(Extracted data entries)
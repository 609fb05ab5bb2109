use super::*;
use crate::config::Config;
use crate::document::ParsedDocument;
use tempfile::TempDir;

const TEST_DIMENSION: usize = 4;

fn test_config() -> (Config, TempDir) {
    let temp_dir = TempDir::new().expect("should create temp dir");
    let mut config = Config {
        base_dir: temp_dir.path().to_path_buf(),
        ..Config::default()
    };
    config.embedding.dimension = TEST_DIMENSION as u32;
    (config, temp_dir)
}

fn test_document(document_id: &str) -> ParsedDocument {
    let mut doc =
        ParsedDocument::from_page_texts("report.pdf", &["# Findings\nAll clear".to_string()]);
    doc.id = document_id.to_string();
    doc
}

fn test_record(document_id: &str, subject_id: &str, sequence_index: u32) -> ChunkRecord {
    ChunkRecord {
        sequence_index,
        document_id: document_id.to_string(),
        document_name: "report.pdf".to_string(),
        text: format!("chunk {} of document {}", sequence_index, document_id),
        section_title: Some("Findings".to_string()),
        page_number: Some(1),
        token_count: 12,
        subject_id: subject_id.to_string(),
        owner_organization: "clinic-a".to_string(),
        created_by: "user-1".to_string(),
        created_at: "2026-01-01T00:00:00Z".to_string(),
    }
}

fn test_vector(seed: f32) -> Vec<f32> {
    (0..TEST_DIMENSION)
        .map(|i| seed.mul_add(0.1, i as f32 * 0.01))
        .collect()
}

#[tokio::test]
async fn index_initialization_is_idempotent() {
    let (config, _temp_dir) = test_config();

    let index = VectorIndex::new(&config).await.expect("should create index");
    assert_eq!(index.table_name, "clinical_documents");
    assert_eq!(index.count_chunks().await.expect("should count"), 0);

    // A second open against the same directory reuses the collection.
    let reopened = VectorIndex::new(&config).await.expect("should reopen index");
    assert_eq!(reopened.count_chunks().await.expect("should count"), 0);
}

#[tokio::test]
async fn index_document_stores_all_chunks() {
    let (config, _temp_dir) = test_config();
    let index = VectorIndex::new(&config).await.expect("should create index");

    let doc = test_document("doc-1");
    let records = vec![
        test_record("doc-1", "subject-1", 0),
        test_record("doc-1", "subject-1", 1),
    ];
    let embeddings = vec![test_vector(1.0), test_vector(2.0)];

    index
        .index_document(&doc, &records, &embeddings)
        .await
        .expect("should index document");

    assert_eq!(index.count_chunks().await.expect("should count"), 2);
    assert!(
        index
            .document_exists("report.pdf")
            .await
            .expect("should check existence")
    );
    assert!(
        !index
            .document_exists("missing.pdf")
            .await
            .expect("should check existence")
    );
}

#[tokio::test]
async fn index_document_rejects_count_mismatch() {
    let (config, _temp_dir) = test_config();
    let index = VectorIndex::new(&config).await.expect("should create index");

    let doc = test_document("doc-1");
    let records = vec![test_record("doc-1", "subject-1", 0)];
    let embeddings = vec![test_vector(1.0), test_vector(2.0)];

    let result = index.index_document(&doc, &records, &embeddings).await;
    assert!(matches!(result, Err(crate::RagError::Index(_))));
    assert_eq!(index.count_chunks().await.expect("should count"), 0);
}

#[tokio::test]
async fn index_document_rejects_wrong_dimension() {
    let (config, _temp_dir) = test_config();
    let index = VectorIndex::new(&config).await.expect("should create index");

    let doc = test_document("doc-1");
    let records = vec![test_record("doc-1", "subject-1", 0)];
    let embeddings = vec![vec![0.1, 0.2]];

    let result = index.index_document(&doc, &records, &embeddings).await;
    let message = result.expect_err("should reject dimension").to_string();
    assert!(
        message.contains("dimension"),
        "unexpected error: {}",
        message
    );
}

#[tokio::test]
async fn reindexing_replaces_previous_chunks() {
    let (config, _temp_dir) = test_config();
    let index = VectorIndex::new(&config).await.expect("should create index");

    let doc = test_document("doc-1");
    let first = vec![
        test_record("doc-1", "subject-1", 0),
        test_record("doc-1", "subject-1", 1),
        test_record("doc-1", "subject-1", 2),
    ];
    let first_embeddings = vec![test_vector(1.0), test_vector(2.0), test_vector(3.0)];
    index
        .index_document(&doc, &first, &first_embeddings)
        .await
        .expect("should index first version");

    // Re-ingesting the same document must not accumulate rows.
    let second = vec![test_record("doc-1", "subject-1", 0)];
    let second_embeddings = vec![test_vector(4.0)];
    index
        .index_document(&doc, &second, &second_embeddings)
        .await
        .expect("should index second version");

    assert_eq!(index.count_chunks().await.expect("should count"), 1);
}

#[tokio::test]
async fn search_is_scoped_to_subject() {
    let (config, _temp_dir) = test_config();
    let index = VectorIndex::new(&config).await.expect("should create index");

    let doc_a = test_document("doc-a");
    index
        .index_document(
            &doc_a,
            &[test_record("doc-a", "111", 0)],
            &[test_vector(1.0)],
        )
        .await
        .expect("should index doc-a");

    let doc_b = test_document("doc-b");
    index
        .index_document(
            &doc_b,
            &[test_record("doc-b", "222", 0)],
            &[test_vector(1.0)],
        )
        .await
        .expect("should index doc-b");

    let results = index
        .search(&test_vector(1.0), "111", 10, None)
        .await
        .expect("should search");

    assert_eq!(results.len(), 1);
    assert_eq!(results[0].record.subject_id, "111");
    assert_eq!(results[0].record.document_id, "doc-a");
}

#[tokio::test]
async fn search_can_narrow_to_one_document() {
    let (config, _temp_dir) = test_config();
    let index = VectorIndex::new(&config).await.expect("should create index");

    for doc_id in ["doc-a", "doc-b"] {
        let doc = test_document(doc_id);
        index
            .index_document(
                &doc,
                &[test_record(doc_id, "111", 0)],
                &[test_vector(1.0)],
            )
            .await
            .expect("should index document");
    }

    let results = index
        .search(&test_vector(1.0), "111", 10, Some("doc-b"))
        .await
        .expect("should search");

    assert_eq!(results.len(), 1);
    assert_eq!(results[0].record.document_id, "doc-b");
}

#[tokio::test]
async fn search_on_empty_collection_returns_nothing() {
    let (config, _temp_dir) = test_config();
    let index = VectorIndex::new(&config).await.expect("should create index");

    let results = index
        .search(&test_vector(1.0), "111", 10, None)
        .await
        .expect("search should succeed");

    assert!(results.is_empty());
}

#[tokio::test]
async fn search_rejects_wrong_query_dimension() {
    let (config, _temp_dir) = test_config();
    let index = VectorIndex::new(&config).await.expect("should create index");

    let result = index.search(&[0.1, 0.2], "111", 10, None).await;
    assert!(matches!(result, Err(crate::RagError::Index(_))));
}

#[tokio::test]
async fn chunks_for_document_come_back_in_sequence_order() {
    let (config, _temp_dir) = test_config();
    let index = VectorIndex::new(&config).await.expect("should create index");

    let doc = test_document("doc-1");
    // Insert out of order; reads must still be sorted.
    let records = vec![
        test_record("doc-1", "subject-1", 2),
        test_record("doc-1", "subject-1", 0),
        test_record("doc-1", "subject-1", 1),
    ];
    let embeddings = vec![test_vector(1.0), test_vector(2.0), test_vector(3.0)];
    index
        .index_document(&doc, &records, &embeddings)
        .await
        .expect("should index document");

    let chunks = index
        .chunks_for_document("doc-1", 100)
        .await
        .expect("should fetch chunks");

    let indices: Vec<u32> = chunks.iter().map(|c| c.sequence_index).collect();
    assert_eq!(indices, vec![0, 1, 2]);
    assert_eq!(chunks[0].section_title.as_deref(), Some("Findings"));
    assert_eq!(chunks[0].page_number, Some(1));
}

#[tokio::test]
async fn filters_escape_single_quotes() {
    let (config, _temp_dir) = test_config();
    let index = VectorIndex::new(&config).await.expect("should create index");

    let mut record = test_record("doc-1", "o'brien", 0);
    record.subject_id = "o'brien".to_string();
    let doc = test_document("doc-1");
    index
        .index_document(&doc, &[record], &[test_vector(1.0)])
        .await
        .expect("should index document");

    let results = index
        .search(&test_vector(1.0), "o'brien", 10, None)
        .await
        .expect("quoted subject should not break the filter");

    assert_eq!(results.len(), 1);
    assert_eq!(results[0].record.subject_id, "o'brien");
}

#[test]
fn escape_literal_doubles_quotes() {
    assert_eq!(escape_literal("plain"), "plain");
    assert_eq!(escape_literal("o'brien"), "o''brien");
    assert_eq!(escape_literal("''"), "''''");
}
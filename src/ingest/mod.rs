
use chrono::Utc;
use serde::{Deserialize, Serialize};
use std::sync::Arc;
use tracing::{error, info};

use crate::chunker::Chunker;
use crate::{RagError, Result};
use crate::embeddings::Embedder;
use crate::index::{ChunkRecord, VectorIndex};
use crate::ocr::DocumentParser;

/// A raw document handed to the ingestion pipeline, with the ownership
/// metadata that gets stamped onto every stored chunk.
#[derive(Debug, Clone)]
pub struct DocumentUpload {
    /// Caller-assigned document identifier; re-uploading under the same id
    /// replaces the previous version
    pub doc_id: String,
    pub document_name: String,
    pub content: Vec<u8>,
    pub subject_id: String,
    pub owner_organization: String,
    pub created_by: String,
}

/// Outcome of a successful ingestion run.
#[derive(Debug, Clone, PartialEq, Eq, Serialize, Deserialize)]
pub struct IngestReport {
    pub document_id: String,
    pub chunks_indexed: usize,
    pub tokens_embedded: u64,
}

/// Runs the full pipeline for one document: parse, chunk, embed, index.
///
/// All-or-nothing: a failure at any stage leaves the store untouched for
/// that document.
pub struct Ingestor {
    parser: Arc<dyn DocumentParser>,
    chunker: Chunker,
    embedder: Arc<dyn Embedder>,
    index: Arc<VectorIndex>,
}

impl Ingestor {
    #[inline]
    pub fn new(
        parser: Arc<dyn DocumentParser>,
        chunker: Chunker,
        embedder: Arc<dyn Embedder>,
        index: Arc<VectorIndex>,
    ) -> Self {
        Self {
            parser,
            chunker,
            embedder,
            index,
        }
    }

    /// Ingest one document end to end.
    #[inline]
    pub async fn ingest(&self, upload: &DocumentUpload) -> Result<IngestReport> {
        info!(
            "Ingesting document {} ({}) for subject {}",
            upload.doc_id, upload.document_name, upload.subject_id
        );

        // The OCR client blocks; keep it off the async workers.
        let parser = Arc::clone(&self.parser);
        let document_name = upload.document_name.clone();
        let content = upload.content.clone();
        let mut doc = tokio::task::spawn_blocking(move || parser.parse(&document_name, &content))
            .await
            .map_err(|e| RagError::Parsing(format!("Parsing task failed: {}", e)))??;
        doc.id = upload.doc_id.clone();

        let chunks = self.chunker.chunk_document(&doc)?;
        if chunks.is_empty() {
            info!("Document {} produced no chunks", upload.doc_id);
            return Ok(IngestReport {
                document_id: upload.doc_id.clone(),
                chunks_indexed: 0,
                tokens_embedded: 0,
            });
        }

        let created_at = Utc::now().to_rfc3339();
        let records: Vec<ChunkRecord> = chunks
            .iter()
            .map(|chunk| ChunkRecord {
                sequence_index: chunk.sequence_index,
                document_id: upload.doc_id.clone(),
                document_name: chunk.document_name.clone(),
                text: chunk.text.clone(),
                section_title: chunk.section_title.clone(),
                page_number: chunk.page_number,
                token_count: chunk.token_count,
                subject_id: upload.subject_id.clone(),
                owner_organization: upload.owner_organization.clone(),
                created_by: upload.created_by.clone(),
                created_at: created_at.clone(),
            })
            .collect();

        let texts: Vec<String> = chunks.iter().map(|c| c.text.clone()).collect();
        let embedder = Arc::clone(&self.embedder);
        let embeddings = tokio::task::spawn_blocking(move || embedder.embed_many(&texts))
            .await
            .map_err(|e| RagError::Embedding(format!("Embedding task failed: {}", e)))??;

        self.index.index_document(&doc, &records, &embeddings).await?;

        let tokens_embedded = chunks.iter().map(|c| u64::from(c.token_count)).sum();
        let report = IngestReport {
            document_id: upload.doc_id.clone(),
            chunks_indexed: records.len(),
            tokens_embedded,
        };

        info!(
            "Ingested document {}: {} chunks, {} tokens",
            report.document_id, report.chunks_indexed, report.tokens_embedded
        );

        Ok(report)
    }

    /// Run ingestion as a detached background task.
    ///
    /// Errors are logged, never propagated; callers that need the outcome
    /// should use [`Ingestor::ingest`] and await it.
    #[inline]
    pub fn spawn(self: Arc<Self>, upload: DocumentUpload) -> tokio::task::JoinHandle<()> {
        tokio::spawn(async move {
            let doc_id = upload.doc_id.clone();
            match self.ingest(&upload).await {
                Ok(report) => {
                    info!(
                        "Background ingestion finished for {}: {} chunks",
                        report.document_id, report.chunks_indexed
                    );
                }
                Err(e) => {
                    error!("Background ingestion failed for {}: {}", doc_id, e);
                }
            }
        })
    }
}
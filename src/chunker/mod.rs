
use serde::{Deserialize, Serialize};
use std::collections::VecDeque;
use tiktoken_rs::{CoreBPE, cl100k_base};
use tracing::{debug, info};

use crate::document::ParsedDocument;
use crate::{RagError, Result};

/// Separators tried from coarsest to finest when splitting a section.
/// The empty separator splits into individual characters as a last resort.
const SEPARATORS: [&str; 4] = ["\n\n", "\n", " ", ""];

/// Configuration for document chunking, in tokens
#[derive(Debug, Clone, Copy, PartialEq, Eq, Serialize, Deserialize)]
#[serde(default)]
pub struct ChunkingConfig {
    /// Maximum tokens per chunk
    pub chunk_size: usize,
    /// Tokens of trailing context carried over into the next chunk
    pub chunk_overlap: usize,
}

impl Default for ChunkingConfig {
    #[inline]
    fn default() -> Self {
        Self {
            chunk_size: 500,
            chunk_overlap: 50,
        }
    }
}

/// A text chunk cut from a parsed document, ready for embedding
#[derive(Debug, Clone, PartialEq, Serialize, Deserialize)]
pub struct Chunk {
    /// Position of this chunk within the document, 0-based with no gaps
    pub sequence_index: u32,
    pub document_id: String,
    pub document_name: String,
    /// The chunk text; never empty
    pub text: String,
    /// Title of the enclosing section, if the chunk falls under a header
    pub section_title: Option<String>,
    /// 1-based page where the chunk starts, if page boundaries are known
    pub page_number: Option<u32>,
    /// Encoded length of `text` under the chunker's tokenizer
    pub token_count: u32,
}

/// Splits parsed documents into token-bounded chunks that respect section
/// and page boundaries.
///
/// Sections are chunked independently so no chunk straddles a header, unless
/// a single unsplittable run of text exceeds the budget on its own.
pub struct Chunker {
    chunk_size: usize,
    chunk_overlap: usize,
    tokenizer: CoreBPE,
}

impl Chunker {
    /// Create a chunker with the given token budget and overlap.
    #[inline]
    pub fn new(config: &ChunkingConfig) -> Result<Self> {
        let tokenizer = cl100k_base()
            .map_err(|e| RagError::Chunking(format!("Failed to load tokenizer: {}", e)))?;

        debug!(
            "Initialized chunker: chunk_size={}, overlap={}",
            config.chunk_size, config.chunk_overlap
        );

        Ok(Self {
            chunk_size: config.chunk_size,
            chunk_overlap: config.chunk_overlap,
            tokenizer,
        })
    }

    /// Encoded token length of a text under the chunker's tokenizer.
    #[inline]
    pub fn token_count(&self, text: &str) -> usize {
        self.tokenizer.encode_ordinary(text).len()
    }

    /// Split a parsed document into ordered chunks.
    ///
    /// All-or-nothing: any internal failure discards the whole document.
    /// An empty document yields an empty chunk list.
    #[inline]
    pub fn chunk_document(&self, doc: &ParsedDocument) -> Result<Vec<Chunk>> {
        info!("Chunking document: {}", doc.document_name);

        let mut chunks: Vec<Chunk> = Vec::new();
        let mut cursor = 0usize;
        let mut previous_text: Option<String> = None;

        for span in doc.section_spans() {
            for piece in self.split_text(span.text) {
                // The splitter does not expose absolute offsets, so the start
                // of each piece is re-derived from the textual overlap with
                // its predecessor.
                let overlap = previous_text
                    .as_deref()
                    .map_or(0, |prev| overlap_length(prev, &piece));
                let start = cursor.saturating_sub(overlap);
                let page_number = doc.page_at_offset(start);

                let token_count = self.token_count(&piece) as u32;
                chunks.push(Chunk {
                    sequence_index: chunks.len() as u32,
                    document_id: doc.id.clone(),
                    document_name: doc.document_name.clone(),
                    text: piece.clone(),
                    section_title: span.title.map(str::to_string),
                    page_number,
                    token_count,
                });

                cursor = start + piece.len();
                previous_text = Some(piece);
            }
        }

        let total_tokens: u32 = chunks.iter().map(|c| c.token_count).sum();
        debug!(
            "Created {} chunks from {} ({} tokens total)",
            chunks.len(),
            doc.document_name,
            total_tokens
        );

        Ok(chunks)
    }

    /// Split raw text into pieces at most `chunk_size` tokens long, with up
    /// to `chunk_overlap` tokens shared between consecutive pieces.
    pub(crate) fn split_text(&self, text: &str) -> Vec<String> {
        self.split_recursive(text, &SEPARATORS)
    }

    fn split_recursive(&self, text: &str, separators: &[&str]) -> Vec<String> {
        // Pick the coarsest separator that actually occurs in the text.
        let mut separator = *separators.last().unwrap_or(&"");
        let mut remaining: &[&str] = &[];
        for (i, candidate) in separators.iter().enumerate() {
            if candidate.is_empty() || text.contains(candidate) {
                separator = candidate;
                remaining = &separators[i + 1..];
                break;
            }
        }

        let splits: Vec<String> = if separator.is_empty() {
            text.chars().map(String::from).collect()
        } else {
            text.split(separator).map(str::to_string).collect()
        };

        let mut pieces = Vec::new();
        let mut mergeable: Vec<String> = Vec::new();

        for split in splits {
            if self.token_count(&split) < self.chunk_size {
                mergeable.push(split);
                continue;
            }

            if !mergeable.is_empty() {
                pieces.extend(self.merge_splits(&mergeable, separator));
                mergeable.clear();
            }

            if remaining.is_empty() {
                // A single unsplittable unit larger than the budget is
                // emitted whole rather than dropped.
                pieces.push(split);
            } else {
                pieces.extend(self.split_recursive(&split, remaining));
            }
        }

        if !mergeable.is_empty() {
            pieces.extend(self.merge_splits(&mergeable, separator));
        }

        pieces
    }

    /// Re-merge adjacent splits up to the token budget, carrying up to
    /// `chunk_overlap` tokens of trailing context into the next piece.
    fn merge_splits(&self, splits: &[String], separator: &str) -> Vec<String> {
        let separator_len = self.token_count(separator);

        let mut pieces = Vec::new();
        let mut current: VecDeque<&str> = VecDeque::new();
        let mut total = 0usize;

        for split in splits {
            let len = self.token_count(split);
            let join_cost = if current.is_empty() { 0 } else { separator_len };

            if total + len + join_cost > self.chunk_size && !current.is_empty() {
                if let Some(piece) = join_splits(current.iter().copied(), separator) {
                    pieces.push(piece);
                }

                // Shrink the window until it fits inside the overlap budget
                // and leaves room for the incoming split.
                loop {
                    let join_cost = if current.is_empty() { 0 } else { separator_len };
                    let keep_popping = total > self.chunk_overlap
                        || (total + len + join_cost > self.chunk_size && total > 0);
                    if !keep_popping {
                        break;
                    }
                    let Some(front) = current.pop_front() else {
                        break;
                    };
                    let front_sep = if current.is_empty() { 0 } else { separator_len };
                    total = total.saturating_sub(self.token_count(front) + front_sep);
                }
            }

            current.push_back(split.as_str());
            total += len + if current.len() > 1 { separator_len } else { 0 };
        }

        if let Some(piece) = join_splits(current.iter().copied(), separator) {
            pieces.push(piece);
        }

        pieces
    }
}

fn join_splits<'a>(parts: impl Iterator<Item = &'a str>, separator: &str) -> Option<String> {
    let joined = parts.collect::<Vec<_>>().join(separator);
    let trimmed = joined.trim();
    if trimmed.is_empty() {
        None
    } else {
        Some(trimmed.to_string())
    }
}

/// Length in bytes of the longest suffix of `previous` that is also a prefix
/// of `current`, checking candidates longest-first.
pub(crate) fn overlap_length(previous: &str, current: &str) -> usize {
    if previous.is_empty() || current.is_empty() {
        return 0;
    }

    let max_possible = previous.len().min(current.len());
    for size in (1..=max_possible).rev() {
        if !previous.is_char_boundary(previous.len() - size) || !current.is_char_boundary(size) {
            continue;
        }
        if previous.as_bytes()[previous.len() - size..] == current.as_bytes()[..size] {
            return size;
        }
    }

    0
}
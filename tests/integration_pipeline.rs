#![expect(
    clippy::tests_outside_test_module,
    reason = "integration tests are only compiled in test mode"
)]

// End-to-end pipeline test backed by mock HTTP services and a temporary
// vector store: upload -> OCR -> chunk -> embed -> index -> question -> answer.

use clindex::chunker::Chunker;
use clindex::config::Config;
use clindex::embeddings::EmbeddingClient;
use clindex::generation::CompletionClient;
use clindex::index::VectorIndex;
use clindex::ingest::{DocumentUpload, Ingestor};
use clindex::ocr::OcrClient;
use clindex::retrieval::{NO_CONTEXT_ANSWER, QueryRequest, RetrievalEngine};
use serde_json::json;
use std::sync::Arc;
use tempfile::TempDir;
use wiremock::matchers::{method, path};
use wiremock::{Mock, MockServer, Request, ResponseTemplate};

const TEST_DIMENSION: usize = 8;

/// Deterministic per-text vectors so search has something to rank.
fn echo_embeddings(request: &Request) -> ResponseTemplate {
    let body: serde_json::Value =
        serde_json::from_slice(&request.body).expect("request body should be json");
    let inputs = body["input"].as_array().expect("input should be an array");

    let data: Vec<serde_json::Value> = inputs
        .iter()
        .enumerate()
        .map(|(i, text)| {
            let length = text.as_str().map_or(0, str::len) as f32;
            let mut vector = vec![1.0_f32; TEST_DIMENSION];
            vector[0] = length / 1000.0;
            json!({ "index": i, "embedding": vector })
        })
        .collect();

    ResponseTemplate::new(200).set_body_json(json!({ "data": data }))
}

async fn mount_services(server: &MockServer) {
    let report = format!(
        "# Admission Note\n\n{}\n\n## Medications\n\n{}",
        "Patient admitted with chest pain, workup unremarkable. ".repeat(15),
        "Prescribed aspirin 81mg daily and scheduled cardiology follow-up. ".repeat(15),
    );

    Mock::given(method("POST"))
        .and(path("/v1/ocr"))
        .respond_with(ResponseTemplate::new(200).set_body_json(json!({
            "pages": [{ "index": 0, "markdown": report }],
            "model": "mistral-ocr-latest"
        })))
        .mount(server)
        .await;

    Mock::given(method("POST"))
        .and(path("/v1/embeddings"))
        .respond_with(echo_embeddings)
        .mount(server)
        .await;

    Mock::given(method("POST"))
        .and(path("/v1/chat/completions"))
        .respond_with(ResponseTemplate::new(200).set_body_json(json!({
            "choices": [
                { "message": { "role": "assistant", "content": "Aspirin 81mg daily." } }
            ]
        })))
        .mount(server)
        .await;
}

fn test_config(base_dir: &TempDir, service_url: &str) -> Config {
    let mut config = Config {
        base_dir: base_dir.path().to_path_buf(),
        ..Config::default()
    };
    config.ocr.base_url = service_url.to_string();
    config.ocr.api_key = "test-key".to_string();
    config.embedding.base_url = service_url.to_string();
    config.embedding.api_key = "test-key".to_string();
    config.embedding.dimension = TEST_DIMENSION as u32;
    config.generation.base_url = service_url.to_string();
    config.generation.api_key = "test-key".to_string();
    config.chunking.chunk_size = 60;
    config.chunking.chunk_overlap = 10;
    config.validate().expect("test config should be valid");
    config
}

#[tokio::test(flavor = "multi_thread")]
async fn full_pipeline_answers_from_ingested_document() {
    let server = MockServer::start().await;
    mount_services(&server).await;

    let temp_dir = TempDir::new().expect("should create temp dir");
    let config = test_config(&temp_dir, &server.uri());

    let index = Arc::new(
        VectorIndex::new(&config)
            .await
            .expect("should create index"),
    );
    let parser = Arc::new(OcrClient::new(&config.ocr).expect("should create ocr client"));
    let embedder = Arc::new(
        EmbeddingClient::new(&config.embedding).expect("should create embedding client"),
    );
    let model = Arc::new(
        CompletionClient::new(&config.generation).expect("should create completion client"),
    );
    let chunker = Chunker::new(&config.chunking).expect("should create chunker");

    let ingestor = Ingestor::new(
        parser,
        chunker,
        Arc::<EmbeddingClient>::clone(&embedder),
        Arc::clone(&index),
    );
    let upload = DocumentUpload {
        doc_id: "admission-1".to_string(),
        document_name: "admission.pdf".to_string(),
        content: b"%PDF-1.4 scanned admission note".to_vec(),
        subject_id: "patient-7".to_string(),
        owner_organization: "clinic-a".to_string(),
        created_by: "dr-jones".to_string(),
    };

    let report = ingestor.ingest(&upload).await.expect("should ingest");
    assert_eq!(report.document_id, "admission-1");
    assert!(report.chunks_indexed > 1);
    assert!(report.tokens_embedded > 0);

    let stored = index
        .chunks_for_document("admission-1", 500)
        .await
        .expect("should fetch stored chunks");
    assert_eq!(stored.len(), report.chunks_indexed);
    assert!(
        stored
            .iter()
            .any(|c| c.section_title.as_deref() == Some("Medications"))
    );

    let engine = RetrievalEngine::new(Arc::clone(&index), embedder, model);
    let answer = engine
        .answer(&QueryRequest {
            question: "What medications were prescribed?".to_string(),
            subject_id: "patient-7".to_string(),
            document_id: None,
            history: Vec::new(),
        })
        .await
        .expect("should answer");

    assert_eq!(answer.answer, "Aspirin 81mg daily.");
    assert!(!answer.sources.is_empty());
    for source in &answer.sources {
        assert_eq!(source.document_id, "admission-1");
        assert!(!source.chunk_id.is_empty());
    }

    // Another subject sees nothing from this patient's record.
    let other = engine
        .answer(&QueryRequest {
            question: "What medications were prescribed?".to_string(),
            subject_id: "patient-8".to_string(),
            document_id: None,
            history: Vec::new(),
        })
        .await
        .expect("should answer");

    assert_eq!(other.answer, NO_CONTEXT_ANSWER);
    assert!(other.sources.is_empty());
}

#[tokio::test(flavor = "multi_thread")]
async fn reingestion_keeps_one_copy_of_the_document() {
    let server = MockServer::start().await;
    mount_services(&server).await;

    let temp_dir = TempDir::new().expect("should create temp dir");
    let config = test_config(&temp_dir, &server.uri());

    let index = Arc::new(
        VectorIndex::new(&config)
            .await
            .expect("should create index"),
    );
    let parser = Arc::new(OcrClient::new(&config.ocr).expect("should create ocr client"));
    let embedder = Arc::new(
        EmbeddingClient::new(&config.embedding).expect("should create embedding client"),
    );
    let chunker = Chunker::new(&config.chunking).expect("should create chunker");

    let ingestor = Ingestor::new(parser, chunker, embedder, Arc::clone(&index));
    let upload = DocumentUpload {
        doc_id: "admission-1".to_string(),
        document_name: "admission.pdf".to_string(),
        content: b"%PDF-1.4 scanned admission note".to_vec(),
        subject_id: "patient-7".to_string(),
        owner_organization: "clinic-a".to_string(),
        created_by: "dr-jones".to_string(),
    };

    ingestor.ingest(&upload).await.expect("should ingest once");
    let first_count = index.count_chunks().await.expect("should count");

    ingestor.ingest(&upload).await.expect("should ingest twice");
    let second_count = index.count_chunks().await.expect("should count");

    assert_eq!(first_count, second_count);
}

Your task: Both the first line of the records above and the line containing "reuses the collection." are to be transcribed exactly, together with every line between them, and nothing else.

Task result:
repository 609fb05ab5bb2109
use super::*;
use crate::config::Config;
use crate::document::ParsedDocument;
use tempfile::TempDir;

const TEST_DIMENSION: usize = 4;

fn test_config() -> (Config, TempDir) {
    let temp_dir = TempDir::new().expect("should create temp dir");
    let mut config = Config {
        base_dir: temp_dir.path().to_path_buf(),
        ..Config::default()
    };
    config.embedding.dimension = TEST_DIMENSION as u32;
    (config, temp_dir)
}

fn test_document(document_id: &str) -> ParsedDocument {
    let mut doc =
        ParsedDocument::from_page_texts("report.pdf", &["# Findings\nAll clear".to_string()]);
    doc.id = document_id.to_string();
    doc
}

fn test_record(document_id: &str, subject_id: &str, sequence_index: u32) -> ChunkRecord {
    ChunkRecord {
        sequence_index,
        document_id: document_id.to_string(),
        document_name: "report.pdf".to_string(),
        text: format!("chunk {} of document {}", sequence_index, document_id),
        section_title: Some("Findings".to_string()),
        page_number: Some(1),
        token_count: 12,
        subject_id: subject_id.to_string(),
        owner_organization: "clinic-a".to_string(),
        created_by: "user-1".to_string(),
        created_at: "2026-01-01T00:00:00Z".to_string(),
    }
}

fn test_vector(seed: f32) -> Vec<f32> {
    (0..TEST_DIMENSION)
        .map(|i| seed.mul_add(0.1, i as f32 * 0.01))
        .collect()
}

#[tokio::test]
async fn index_initialization_is_idempotent() {
    let (config, _temp_dir) = test_config();

    let index = VectorIndex::new(&config).await.expect("should create index");
    assert_eq!(index.table_name, "clinical_documents");
    assert_eq!(index.count_chunks().await.expect("should count"), 0);

    // A second open against the same directory reuses the collection.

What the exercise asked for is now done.